Disons-le sur ce premier album du groupe, ce n'est pas tant Vitek – dont le jeu est somme toute assez classique, moins démonstratif que ce qu'il fera ultérieurement, et manque encore un peu de variations et de variété – que Vogg qui impressionne. Sa précision digne d'un métronome montrait déjà le bout de son nez à l'époque, mise en exergue par les riffs très changeants qui laissent peu de place à l'approximation parsemant ce
Winds Of Creation,. Ses leads et solos eux aussi sont remarquables par la tension et la mélodie qu'il leur inculque, mais ce n'est pas (encore) la technique des musiciens qui leur vaut leur réputation en cette année 2000 : c'est bien la qualité indiscutable des compositions de l'album. Sur chaque morceau le refrain fait mouche, les riffs restant extrêmement lourds alors qu'ils sont pourtant empreints d'une mélodie certaine, ce qui permet aux compositions très brutales de demeurer constamment efficaces en ne tombant jamais dans les travers du dépouillement sonore du brutal death US (dédicace à Keyser). La variété des riffs de guitares et les nombreuses cassures dans les morceaux offrent d'ailleurs un contraste saisissant avec la voix extrêmement grave, profonde et presque monotone de Sauron, qui est pour beaucoup dans l'apport de brutalité à des compositions qui n'atteignent pas de hautes vitesses. C'est bien simple, Decapitated faisait à l'époque l'effet d'un Suffocation qui aurait mangé du lion, et troqué son background death américain pour l'école polonaise, ou si vous préférez : du Vader technique avec une voix d'outre-tombe.

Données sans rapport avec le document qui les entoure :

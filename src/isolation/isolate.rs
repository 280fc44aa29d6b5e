// Copyright 2025 Johann Kempter
//
// Licensed under the Apache License, Version 2.0 (the "License");
// you may not use this file except in compliance with the License.
// You may obtain a copy of the License at
//
//     http://www.apache.org/licenses/LICENSE-2.0
//
// Unless required by applicable law or agreed to in writing, software
// distributed under the License is distributed on an "AS IS" BASIS,
// WITHOUT WARRANTIES OR CONDITIONS OF ANY KIND, either express or implied.
// See the License for the specific language governing permissions and
// limitations under the License.
//
// SPDX-License-Identifier: Apache-2.0

//! Running code with shims active.
//!
//! [`isolate`] is the one-call form: it runs a static, parameterless entry point with
//! a list of shims. [`IsolationRun`] is the general form; it accepts arguments,
//! returns the entry's result, and can be configured and reused for several calls
//! that then share stubs and rewritten bodies.
//!
//! ```rust
//! use dotshim::emulation::{NativeMethod, Runtime, Value};
//! use dotshim::isolation::{isolate, Shim};
//! use dotshim::metadata::{
//!     builders::{MethodBodyBuilder, MethodDefBuilder, TypeDefBuilder},
//!     Module, TypeSig,
//! };
//! use std::sync::Arc;
//!
//! let module = Module::new();
//! let write_line = module.corlib().console_write_line_string;
//! let greeting = module.add_user_string("hello");
//! let program = TypeDefBuilder::new("Demo", "Program").build(&module)?;
//! let main = MethodDefBuilder::new("Main")
//!     .static_method()
//!     .body(MethodBodyBuilder::new().implementation(move |asm| {
//!         asm.ldstr(greeting)?.call(write_line)?.ret()?;
//!         Ok(())
//!     }))
//!     .build(&module, program)?;
//!
//! let shim = Shim::replace(&module, write_line)?.with_native(
//!     &module,
//!     NativeMethod::new("shout", vec![TypeSig::String], TypeSig::Void, move |thread, args| {
//!         let runtime = thread.runtime();
//!         let text = runtime.string_value(&args[0])?;
//!         let loud = runtime.alloc_string(&text.map(|s| s.to_uppercase()).unwrap_or_default())?;
//!         let original = runtime.symbols().method(write_line)?;
//!         thread.call_method(&original, vec![loud])
//!     }),
//! )?;
//!
//! let runtime = Runtime::new(Arc::new(module));
//! isolate(&runtime, main, vec![shim])?;
//! assert_eq!(runtime.console().lines(), ["HELLO"]);
//! # Ok::<(), dotshim::Error>(())
//! ```

use std::sync::Arc;

use crate::{
    emulation::{Callable, ExecutionThread, Runtime, Value},
    isolation::{config::IsolationConfig, context::RunContext, shim::Shim, stubs::StubKind},
    metadata::Token,
    Error, Result,
};

/// One isolation run over a runtime.
#[derive(Debug)]
pub struct IsolationRun<'r> {
    runtime: &'r Runtime,
    context: Arc<RunContext>,
}

impl<'r> IsolationRun<'r> {
    /// Creates a run with the default configuration.
    ///
    /// # Errors
    /// See [`IsolationRun::with_config`].
    pub fn new(runtime: &'r Runtime, shims: Vec<Shim>) -> Result<Self> {
        Self::with_config(runtime, shims, IsolationConfig::default())
    }

    /// Creates a run.
    ///
    /// # Errors
    /// Returns [`Error::NotSupported`] when a shim was built against a different
    /// symbol table than the runtime's, and [`Error::MethodNotFound`] when its
    /// original does not exist there at all.
    pub fn with_config(
        runtime: &'r Runtime,
        shims: Vec<Shim>,
        config: IsolationConfig,
    ) -> Result<Self> {
        let symbols = runtime.symbols();
        for shim in &shims {
            let original = symbols.method(shim.original().token)?;
            if original.identity() != *shim.identity() {
                return Err(Error::NotSupported(format!(
                    "shim for {} was built against another symbol table",
                    shim.identity()
                )));
            }
        }

        log::debug!("isolation run with {} shim(s)", shims.len());
        Ok(IsolationRun {
            runtime,
            context: RunContext::new(shims, config),
        })
    }

    /// The runtime the run executes on.
    #[must_use]
    pub fn runtime(&self) -> &'r Runtime {
        self.runtime
    }

    /// The run's shims, caches and configuration.
    #[must_use]
    pub fn context(&self) -> &Arc<RunContext> {
        &self.context
    }

    /// Calls `entry` through an interception stub on a fresh thread.
    ///
    /// # Errors
    /// Returns [`Error::ManagedException`] for an unhandled managed exception,
    /// [`Error::UnsupportedInstruction`] when a reached method cannot be rewritten, and
    /// any execution error such as [`Error::CallDepthExceeded`].
    pub fn invoke(&self, entry: Token, args: Vec<Value>) -> Result<Value> {
        let symbols = self.runtime.symbols();
        let method = symbols.method(entry)?;
        let stub = self.context.stub(symbols, StubKind::Call, &method)?;

        let limits = self
            .context
            .config()
            .limits
            .clone()
            .unwrap_or_else(|| self.runtime.limits().clone());
        ExecutionThread::with_limits(self.runtime, limits)
            .run(&Callable::Native(Arc::clone(stub.native())), args)
    }
}

/// Runs the static, parameterless method `entry` with `shims` active.
///
/// Without shims the entry runs directly, without rewriting anything.
///
/// # Errors
/// Returns [`Error::NotSupported`] for entries that take arguments or a receiver, and
/// everything [`IsolationRun::invoke`] returns.
pub fn isolate(runtime: &Runtime, entry: Token, shims: Vec<Shim>) -> Result<()> {
    let method = runtime.symbols().method(entry)?;
    if !method.is_static() || !method.params.is_empty() {
        return Err(Error::NotSupported(format!(
            "entry point {} must be static and parameterless",
            runtime.symbols().method_name(entry)
        )));
    }

    if shims.is_empty() {
        runtime.invoke(entry, Vec::new())?;
        return Ok(());
    }

    IsolationRun::new(runtime, shims)?.invoke(entry, Vec::new())?;
    Ok(())
}

#[cfg(test)]
mod tests {
    use super::*;
    use crate::{
        emulation::NativeMethod,
        metadata::{
            builders::{MethodBodyBuilder, MethodDefBuilder, TypeDefBuilder},
            Module, SymbolTable, TypeSig,
        },
    };

    fn add_one(module: &Module) -> Result<Token> {
        let program = TypeDefBuilder::new("Demo", "Program").build(module)?;
        MethodDefBuilder::new("AddOne")
            .static_method()
            .param(TypeSig::I4)
            .returns(TypeSig::I4)
            .body(MethodBodyBuilder::new().implementation(|asm| {
                asm.ldarg_0()?.ldc_i4_1()?.add()?.ret()?;
                Ok(())
            }))
            .build(module, program)
    }

    #[test]
    fn invoke_returns_the_result() -> Result<()> {
        let module = Module::new();
        let entry = add_one(&module)?;
        let runtime = Runtime::new(Arc::new(module));

        let run = IsolationRun::new(&runtime, Vec::new())?;
        assert_eq!(run.invoke(entry, vec![Value::I4(41)])?, Value::I4(42));
        assert_eq!(run.context().cache().body_count(), 1);
        Ok(())
    }

    #[test]
    fn runs_format_for_debugging() -> Result<()> {
        let module = Module::new();
        add_one(&module)?;
        let runtime = Runtime::new(Arc::new(module));

        let run = IsolationRun::new(&runtime, Vec::new())?;
        let rendered = format!("{run:?}");
        assert!(rendered.starts_with("IsolationRun"));
        assert!(rendered.contains("Runtime"));
        assert!(rendered.contains("natives"));
        Ok(())
    }

    #[test]
    fn entries_must_be_parameterless() -> Result<()> {
        let module = Module::new();
        let entry = add_one(&module)?;
        let runtime = Runtime::new(Arc::new(module));
        assert!(matches!(
            isolate(&runtime, entry, Vec::new()),
            Err(Error::NotSupported(_))
        ));
        Ok(())
    }

    #[test]
    fn shims_must_come_from_the_same_table() -> Result<()> {
        let shim_module = Module::new();
        let entry = add_one(&shim_module)?;
        let shim = Shim::replace(&shim_module, entry)?.with_native(
            &shim_module,
            NativeMethod::new("fixed", vec![TypeSig::I4], TypeSig::I4, |_, _| Ok(Value::I4(0))),
        )?;

        let module = Module::new();
        let program = TypeDefBuilder::new("Demo", "Other").build(&module)?;
        MethodDefBuilder::new("Unrelated")
            .static_method()
            .returns(TypeSig::Boolean)
            .build(&module, program)?;
        let runtime = Runtime::new(Arc::new(module));
        assert_eq!(runtime.symbols().method(entry)?.name, "Unrelated");

        assert!(matches!(
            IsolationRun::new(&runtime, vec![shim]),
            Err(Error::NotSupported(_))
        ));
        Ok(())
    }

    #[test]
    fn limits_come_from_the_configuration() -> Result<()> {
        let module = Module::new();
        let program = TypeDefBuilder::new("Demo", "Program").build(&module)?;
        let spin = MethodDefBuilder::new("Spin")
            .static_method()
            .body(MethodBodyBuilder::new().implementation(|asm| {
                asm.label("top")?.br("top")?;
                Ok(())
            }))
            .build(&module, program)?;
        let runtime = Runtime::new(Arc::new(module));

        let config = IsolationConfig::default()
            .with_limits(crate::emulation::RuntimeLimits::new().with_max_instructions(1_000));
        let run = IsolationRun::with_config(&runtime, Vec::new(), config)?;
        assert!(matches!(
            run.invoke(spin, Vec::new()),
            Err(Error::InstructionLimit(_))
        ));
        Ok(())
    }
}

Sauron est d'ailleurs pour beaucoup dans le succès d'estime qu'a connu le groupe dans sa première période car, de mémoire de yaourt, je n'ai pas connaissance d'un chanteur qui descend autant dans les graves tout en gardant puissance et maîtrise totale de sa voix (sans tomber dans le pig squeal ou autres raclements de gorge disgracieux, donc). Cette profondeur surprenante colle à merveille aux titres tous très efficaces de
Winds Of Creation, qui se valent tous en qualité à tel point que, hormis le titre éponyme, on ne peut pas dire qu'il y a de réel tube sur cet album. En effet dès le début de « Winds Of Creation », probablement le morceau le plus brutal qu'ait fait Decapitated dans sa carrière, et en tout cas le plus technique de cet album, la messe est dite. Impossible de ne pas être conquis par la personnalité que ces jeunes musiciens ont insufflé à leur brutal death très original pour l'époque, alors que la scène polonaise commence à peine à faire parler d'elle. Je resterai toujours admiratif des rythmiques véloces de « Blessed », du solo de « Nine Steps », du refrain de « The Eye Of Horus », des riffs envoûtants de « The First Damned », ou même de l'interlude « Danse Macabre » qui prend aux tripes avant la reprise de « Mandatory Suicide » (qui au passage est mieux réussie que le morceau original). Alors oui clairement, on pouvait à l'époque parler de jeunes prodiges, non pas par leurs prouesses techniques déjà présentes mais qui ne feront que s'accroître sur
Nihility tout de même plus diversifié, mais par leur sens de la composition, rarement aussi abouti chez des musiciens aussi jeunes.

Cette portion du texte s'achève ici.